Paharganj is the landing site of most travelers to New Delhi, India. A strip of low-end hotels and guest houses butted up next to each other along a narrow lane that empties out just west of the New Delhi railway station, a section off the center of Delhi reached by one of the long spokes radiating out of Connaught Place.
To say Paharganj was a ghetto is no understatement. Raw sewage streamed along the gutters of the lane that divided the left and right-banks of hotels. Vendors hawked everything from blackened bananas to glittery hair ornaments. Beggars and cripples hunched their way in among the travelers, pawing at the hordes of long-term travelers clothed in traditional Indian pajamas purchased a few streets over.
The sun was shining when I arrive in Paharganj on my second day in India. It almost always shined in India; a relentless and vindictive cheeriness that pours over the poorest place I’ve ever been. I was to meet Alan at the post office at noon, but I checked into what I hoped to be a nice place so I didn’t have to lug my backpack around in the heat.

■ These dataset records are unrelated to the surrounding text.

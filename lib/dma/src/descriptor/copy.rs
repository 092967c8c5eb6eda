// SPDX-FileCopyrightText: Copyright (c) 2024-2026 NVIDIA CORPORATION & AFFILIATES. All rights reserved.
// SPDX-License-Identifier: Apache-2.0

use std::sync::Arc;

use super::{Batch, IterationState, ProgressState, TransferDescriptor};
use crate::Result;
use crate::completion::{PortSpan, TransferCompletion};
use crate::decompose::{CopyPlan, plan_copy};
use crate::device::{CopyDirection, CopyOp, CopyShape};
use crate::port::TransferPort;
use crate::route::{MemoryClass, StreamKind, select_stream};
use crate::stream::Stream;
use crate::time::TimeLimit;

/// Endpoints of one copy batch, resolved once per batch.
struct CopyRoute {
    stream: Arc<Stream>,
    direction: CopyDirection,
    src_base: usize,
    dst_base: usize,
    max_op_bytes: usize,
}

/// Result of pushing one plan to a stream.
#[derive(Debug, Clone, Copy, Default)]
struct Submitted {
    bytes: usize,
    rate_limited: bool,
}

impl TransferDescriptor {
    pub(super) fn progress_copy(self: &Arc<Self>, time_limit: &TimeLimit) -> Result<bool> {
        let mut guard = self.state.lock();
        let state: &mut ProgressState = &mut guard;
        let mut did_work = false;

        loop {
            let avail = state.available(self.limits.min_chunk);
            if avail == 0 {
                break;
            }
            let batch = self.copy_batch(state, avail, time_limit)?;
            did_work |= batch.bytes > 0;
            if batch.rate_limited || batch.bytes == 0 || time_limit.is_expired() {
                break;
            }
        }

        if state.refresh() == IterationState::Completed {
            self.finish_iteration();
        }
        Ok(did_work)
    }

    fn copy_batch(
        self: &Arc<Self>,
        state: &mut ProgressState,
        avail: usize,
        time_limit: &TimeLimit,
    ) -> Result<Batch> {
        let (input, output) = (state.current_input, state.current_output);
        let src = &mut state.inputs[input];
        let dst = &mut state.outputs[output];

        let Some(route) = self.copy_route(src, dst)? else {
            // no addressable memory on one side: account the bytes, move nothing
            src.cursor.skip_bytes(avail);
            dst.cursor.skip_bytes(avail);
            let read = src.claim_span(avail);
            let write = dst.claim_span(avail);
            self.update_bytes_read(input, read, avail as u64);
            self.update_bytes_write(output, write, avail as u64);
            return Ok(Batch {
                bytes: avail,
                rate_limited: false,
            });
        };

        let mut total = 0;
        let mut rate_limited = false;
        while total < avail {
            let budget = (avail - total).min(route.max_op_bytes);
            let Some(plan) = plan_copy(&src.cursor, &dst.cursor, budget, self.limits.max_dim)
            else {
                break;
            };
            let submitted = self.submit_plan(&route, &plan, src, dst, time_limit)?;
            total += submitted.bytes;
            if submitted.rate_limited {
                rate_limited = true;
                break;
            }
            if submitted.bytes < plan.bytes() {
                // per-plane submission stopped at a time check
                break;
            }
            if total >= self.limits.min_chunk && time_limit.is_expired() {
                break;
            }
        }

        if total > 0 {
            let read = PortSpan {
                port: input,
                offset: src.claim_span(total),
                size: total as u64,
            };
            let write = PortSpan {
                port: output,
                offset: dst.claim_span(total),
                size: total as u64,
            };
            let record = TransferCompletion::new(self.clone(), Some(read), Some(write));
            route.stream.add_notification(Box::new(record))?;
        }

        Ok(Batch {
            bytes: total,
            rate_limited,
        })
    }

    /// Pick the stream for the current port pair, or `None` for the skip path.
    fn copy_route(&self, src: &TransferPort, dst: &TransferPort) -> Result<Option<CopyRoute>> {
        let (Some(src_mem), Some(dst_mem)) = (src.memory(), dst.memory()) else {
            return Ok(None);
        };

        let kind = select_stream(
            MemoryClass::classify(src_mem.storage_kind(), self.device),
            MemoryClass::classify(dst_mem.storage_kind(), self.device),
        )?;
        let stream = self.streams.get(kind)?;
        let host_clamp = match kind {
            StreamKind::HostToDevice { .. } | StreamKind::DeviceToHost { .. } => {
                self.limits.host_copy_max.max(1)
            }
            StreamKind::DeviceToDevice { .. } | StreamKind::PeerToPeer { .. } => usize::MAX,
        };
        let max_op_bytes = host_clamp.min(stream.max_op_bytes());

        Ok(Some(CopyRoute {
            stream,
            direction: CopyDirection::from(kind),
            src_base: src_mem.addr(),
            dst_base: dst_mem.addr(),
            max_op_bytes,
        }))
    }

    /// Submit `plan` and advance both cursors past whatever was submitted.
    fn submit_plan(
        &self,
        route: &CopyRoute,
        plan: &CopyPlan,
        src: &mut TransferPort,
        dst: &mut TransferPort,
        time_limit: &TimeLimit,
    ) -> Result<Submitted> {
        let src_addr = route.src_base + plan.src.offset;
        let dst_addr = route.dst_base + plan.dst.offset;

        let shape = match plan.dims {
            1 => Some(CopyShape::Linear {
                bytes: plan.contig,
            }),
            2 => Some(CopyShape::Strided2d {
                width: plan.contig,
                lines: plan.lines,
                src_pitch: plan.src.line_stride,
                dst_pitch: plan.dst.line_stride,
            }),
            _ if self.limits.max_dim >= 3 && plan.native_3d_compatible() => {
                Some(CopyShape::Strided3d {
                    width: plan.contig,
                    lines: plan.lines,
                    planes: plan.planes,
                    src_pitch: plan.src.line_stride,
                    dst_pitch: plan.dst.line_stride,
                    src_plane_stride: plan.src.plane_stride,
                    dst_plane_stride: plan.dst.plane_stride,
                })
            }
            _ => None,
        };

        if let Some(shape) = shape {
            if route.stream.ok_to_submit(plan.bytes()) {
                route.stream.submit_copy(&CopyOp {
                    src: src_addr,
                    dst: dst_addr,
                    shape,
                    direction: route.direction,
                })?;
                plan.commit(&mut src.cursor, &mut dst.cursor, plan.planes);
                return Ok(Submitted {
                    bytes: plan.bytes(),
                    rate_limited: false,
                });
            }
            if plan.dims < 3 {
                return Ok(Submitted {
                    bytes: 0,
                    rate_limited: true,
                });
            }
        }

        // one 2D operation per plane
        let mut planes = 0;
        let mut rate_limited = false;
        while planes < plan.planes {
            if !route.stream.ok_to_submit(plan.plane_bytes()) {
                rate_limited = true;
                break;
            }
            route.stream.submit_copy(&CopyOp {
                src: src_addr + planes * plan.src.plane_stride,
                dst: dst_addr + planes * plan.dst.plane_stride,
                shape: CopyShape::Strided2d {
                    width: plan.contig,
                    lines: plan.lines,
                    src_pitch: plan.src.line_stride,
                    dst_pitch: plan.dst.line_stride,
                },
                direction: route.direction,
            })?;
            planes += 1;
            if time_limit.is_expired() {
                break;
            }
        }

        plan.commit(&mut src.cursor, &mut dst.cursor, planes);
        Ok(Submitted {
            bytes: planes * plan.plane_bytes(),
            rate_limited,
        })
    }
}
// SPDX-FileCopyrightText: Copyright (c) 2024-2026 NVIDIA CORPORATION & AFFILIATES. All rights reserved.
// SPDX-License-Identifier: Apache-2.0

use derive_builder::Builder;

use crate::port::PortSpec;

/// Everything a channel needs to build a transfer descriptor.
///
/// ```rust,ignore
/// let request = DescriptorRequest::builder()
///     .input(PortSpec::whole(src)?)
///     .output(PortSpec::whole(dst)?)
///     .priority(2)
///     .build()?;
/// let xd = channel.create_descriptor(request)?;
/// ```
#[derive(Debug, Clone, Default, Builder)]
#[builder(pattern = "owned", default)]
pub struct DescriptorRequest {
    /// Source ports, consumed in order. Empty for fills.
    #[builder(setter(each(name = "input")))]
    pub inputs: Vec<PortSpec>,

    /// Destination ports, consumed in order.
    #[builder(setter(each(name = "output")))]
    pub outputs: Vec<PortSpec>,

    /// Higher runs first within a channel queue.
    pub priority: i32,

    /// Caller-assigned identifier; the channel assigns one when unset.
    #[builder(setter(strip_option))]
    pub guid: Option<u64>,

    /// Pattern written to every element of the outputs. Makes this a fill.
    #[builder(setter(strip_option, into))]
    pub fill_pattern: Option<Vec<u8>>,

    /// Reduction operator id. No channel in this engine supports reductions.
    #[builder(setter(strip_option))]
    pub redop: Option<u32>,
}

impl DescriptorRequest {
    pub fn builder() -> DescriptorRequestBuilder {
        DescriptorRequestBuilder::default()
    }

    /// A plain copy from `input` to `output`.
    pub fn copy(input: PortSpec, output: PortSpec) -> Self {
        Self {
            inputs: vec![input],
            outputs: vec![output],
            ..Self::default()
        }
    }

    /// A fill of `output` with `pattern`.
    pub fn fill(output: PortSpec, pattern: impl Into<Vec<u8>>) -> Self {
        Self {
            outputs: vec![output],
            fill_pattern: Some(pattern.into()),
            ..Self::default()
        }
    }
}

#[cfg(test)]
mod tests {
    use super::*;
    use crate::address::{AddressEntry, AddressList};

    fn port() -> PortSpec {
        PortSpec::absent(AddressList::from_entries([AddressEntry::linear(0, 8).unwrap()]))
    }

    #[test]
    fn test_builder() {
        let request = DescriptorRequest::builder()
            .input(port())
            .output(port())
            .output(port())
            .priority(3)
            .fill_pattern(vec![1, 2])
            .build()
            .unwrap();
        assert_eq!(request.inputs.len(), 1);
        assert_eq!(request.outputs.len(), 2);
        assert_eq!(request.priority, 3);
        assert_eq!(request.fill_pattern, Some(vec![1, 2]));
        assert!(request.redop.is_none());
        assert!(request.guid.is_none());
    }

    #[test]
    fn test_shorthands() {
        let copy = DescriptorRequest::copy(port(), port());
        assert!(copy.fill_pattern.is_none());
        let fill = DescriptorRequest::fill(port(), [0x5A]);
        assert!(fill.inputs.is_empty());
        assert_eq!(fill.fill_pattern, Some(vec![0x5A]));
    }
}
// SPDX-FileCopyrightText: Copyright (c) 2024-2026 NVIDIA CORPORATION & AFFILIATES. All rights reserved.
// SPDX-License-Identifier: Apache-2.0

//! Tests for the memory handle API.

use super::actions::{Slice, host_bytes};
use super::*;
use assert_matches::assert_matches;
use rstest::rstest;

#[test]
fn test_system_storage() {
    let storage = SystemStorage::new(1024).unwrap();
    assert_eq!(storage.size(), 1024);
    assert_eq!(storage.storage_kind(), StorageKind::System);
    assert!(storage.addr() != 0);
    assert_eq!(storage.addr() % 4096, 0, "host allocations are page aligned");

    // Test that we can create multiple allocations
    let storage2 = SystemStorage::new(2048).unwrap();
    assert_eq!(storage2.size(), 2048);
    assert_ne!(storage.addr(), storage2.addr());
}

#[test]
fn test_system_storage_zero_size() {
    let result = SystemStorage::new(0);
    assert_matches!(result, Err(StorageError::AllocationFailed(_)));
}

#[rstest]
#[case(StorageKind::Pinned, None)]
#[case(StorageKind::Device(1), Some(1))]
#[case(StorageKind::DeviceScratch(3), Some(3))]
fn test_emulated_kinds(#[case] kind: StorageKind, #[case] device: Option<u32>) {
    let storage = SystemStorage::emulating(64, kind).unwrap();
    assert_eq!(storage.storage_kind(), kind);
    assert_eq!(storage.storage_kind().device_id(), device);
    assert_eq!(storage.storage_kind().is_host(), device.is_none());
}

#[test]
fn test_slice() {
    let storage = SystemStorage::new(128).unwrap();
    let bytes = unsafe { storage.as_slice() }.unwrap();
    assert_eq!(bytes.len(), 128);
    assert!(bytes.iter().all(|&b| b == 0));

    assert_eq!(storage.slice(16, 4).unwrap(), &[0; 4]);
    assert!(storage.slice(120, 16).is_err());
}

#[test]
fn test_type_erasure() {
    let buffer = create_buffer(SystemStorage::emulating(256, StorageKind::Device(0)).unwrap());
    assert_eq!(buffer.size(), 256);
    assert_eq!(buffer.storage_kind(), StorageKind::Device(0));

    let bytes = unsafe { host_bytes(&buffer) }.unwrap();
    assert_eq!(bytes.len(), 256);

    let clone = buffer.clone();
    assert_eq!(clone.addr(), buffer.addr());
}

The hotel looked good until I’d paid and registered, and then I’d learned my first valuable lesson about India: Always checkout the room before paying. Once in the room, the full scope of its atrociousness hit me like a fist. The sherbet-green walls were stained with spit, dirty fingerprints, cobwebs and God only knows what else. A huge fan whirled overhead, supposedly circulating the air, but really it just stirred up the bad smell from the attached toilet and the ever present scent of cigarette smoke. Doors banged constantly and the heavy hacking-up of phlegm reverberated around me like a concert for the depressed.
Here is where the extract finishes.